» **Data to examine**

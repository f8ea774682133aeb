//! Progress middleware that prints node enter/exit around each node run.

use async_trait::async_trait;

use craftgraph::graph::NodeCall;
use craftgraph::{AgentError, Next, NodeMiddleware, WorkflowState};

/// Prints one line when a node starts and one when it finishes, with the phase it left.
///
/// Writes to stderr so that stdout carries only questions and results.
pub struct ProgressMiddleware;

/// Exit line for a finished node.
pub(crate) fn exit_line(node_id: &str, result: &Result<(WorkflowState, Next), AgentError>) -> String {
    match result {
        Ok((state, next)) => format!(
            "[node] exit node={} phase={} next={:?}",
            node_id, state.phase, next
        ),
        Err(e) => format!("[node] exit node={} error={}", node_id, e),
    }
}

#[async_trait]
impl NodeMiddleware<WorkflowState> for ProgressMiddleware {
    async fn around_run(
        &self,
        node_id: &str,
        state: WorkflowState,
        inner: NodeCall<WorkflowState>,
    ) -> Result<(WorkflowState, Next), AgentError> {
        eprintln!("[node] enter node={}", node_id);
        let result = inner(state).await;
        eprintln!("{}", exit_line(node_id, &result));
        result
    }
}
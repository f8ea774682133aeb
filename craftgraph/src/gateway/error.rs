//! Gateway errors and their retry classification.

use std::time::Duration;

use serde::{Deserialize, Serialize};
use thiserror::Error;

/// Classified provider condition.
#[derive(Debug, Clone, Copy, PartialEq, Eq, Hash, Serialize, Deserialize)]
#[serde(rename_all = "snake_case")]
pub enum ErrorKind {
    QuotaExceeded,
    SafetyBlocked,
    Transient,
    MalformedOutput,
    /// Provider not configured or capability missing.
    Unavailable,
}

impl ErrorKind {
    /// Transient and malformed output are retried; everything else is terminal for the call.
    pub fn is_retryable(self) -> bool {
        matches!(self, ErrorKind::Transient | ErrorKind::MalformedOutput)
    }

    pub fn as_str(self) -> &'static str {
        match self {
            ErrorKind::QuotaExceeded => "quota_exceeded",
            ErrorKind::SafetyBlocked => "safety_blocked",
            ErrorKind::Transient => "transient",
            ErrorKind::MalformedOutput => "malformed_output",
            ErrorKind::Unavailable => "unavailable",
        }
    }
}

/// Error returned by a [`ModelGateway`](super::ModelGateway) call.
#[derive(Debug, Clone, Error, PartialEq)]
pub enum GatewayError {
    #[error("quota exceeded: {0}")]
    QuotaExceeded(String),

    #[error("blocked by provider safety filter: {0}")]
    SafetyBlocked(String),

    /// Network hiccup, 5xx, rate limiting.
    #[error("transient provider error: {0}")]
    Transient(String),

    /// The attempt exceeded the task type's timeout.
    #[error("timed out after {0:?}")]
    Timeout(Duration),

    #[error("malformed output: {0}")]
    MalformedOutput(String),

    #[error("model unavailable: {0}")]
    Unavailable(String),
}

impl GatewayError {
    pub fn kind(&self) -> ErrorKind {
        match self {
            GatewayError::QuotaExceeded(_) => ErrorKind::QuotaExceeded,
            GatewayError::SafetyBlocked(_) => ErrorKind::SafetyBlocked,
            GatewayError::Transient(_) | GatewayError::Timeout(_) => ErrorKind::Transient,
            GatewayError::MalformedOutput(_) => ErrorKind::MalformedOutput,
            GatewayError::Unavailable(_) => ErrorKind::Unavailable,
        }
    }

    pub fn is_retryable(&self) -> bool {
        self.kind().is_retryable()
    }
}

» **What you have to do**
The answer is a single number: how many lines in the data above hold the string "Deserialize".

» **Answer**
2